» What to work on
Report back each line of the records that contains the string "Result".

== Given entries ==

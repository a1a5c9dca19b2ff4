use time::{Date, Duration, Month, OffsetDateTime, PrimitiveDateTime, Time};

use crate::error::BillingError;

/// Resolve a (year, month) pair into the inclusive UTC window
/// [1st 00:00:00, last-day 23:59:59] of that calendar month.
pub fn month_window(year: i32, month: u8) -> Result<(OffsetDateTime, OffsetDateTime), BillingError> {
    if year <= 0 {
        return Err(BillingError::InvalidCalendarInput(format!(
            "year {year} must be positive"
        )));
    }

    let month = Month::try_from(month).map_err(|_| {
        BillingError::InvalidCalendarInput(format!("month {month} is outside 1..=12"))
    })?;

    let first = Date::from_calendar_date(year, month, 1)
        .map_err(|e| BillingError::InvalidCalendarInput(e.to_string()))?;
    let last = Date::from_calendar_date(year, month, time::util::days_in_year_month(year, month))
        .map_err(|e| BillingError::InvalidCalendarInput(e.to_string()))?;

    let start = first.midnight().assume_utc();
    let end = PrimitiveDateTime::new(last, time::macros::time!(23:59:59)).assume_utc();

    Ok((start, end))
}

/// Half-open one-hour market price slot for an hour-of-day bucket.
///
/// The slot is anchored to day 1 of the billing month: hour buckets
/// collapse dates, so a single representative price per hour-of-day
/// stands in for the whole month regardless of which calendar days fed
/// the bucket.
pub(crate) fn market_hour_slot(
    year: i32,
    month: u8,
    hour: u8,
) -> Result<(OffsetDateTime, OffsetDateTime), BillingError> {
    let month = Month::try_from(month).map_err(|_| {
        BillingError::InvalidCalendarInput(format!("month {month} is outside 1..=12"))
    })?;
    let day_one = Date::from_calendar_date(year, month, 1)
        .map_err(|e| BillingError::InvalidCalendarInput(e.to_string()))?;
    let slot_time = Time::from_hms(hour, 0, 0)
        .map_err(|_| BillingError::InvalidCalendarInput(format!("hour {hour} is outside 0..=23")))?;

    let start = PrimitiveDateTime::new(day_one, slot_time).assume_utc();
    Ok((start, start + Duration::hours(1)))
}

/// Inclusive UTC window covering one calendar date.
pub fn day_window(date: Date) -> (OffsetDateTime, OffsetDateTime) {
    let start = date.midnight().assume_utc();
    let end = PrimitiveDateTime::new(date, time::macros::time!(23:59:59)).assume_utc();
    (start, end)
}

===

» Answer section
pub fn month_window(year: i32, month: u8) -> Result<(OffsetDateTime, OffsetDateTime), BillingError> {
) -> Result<(OffsetDateTime, OffsetDateTime), BillingError> {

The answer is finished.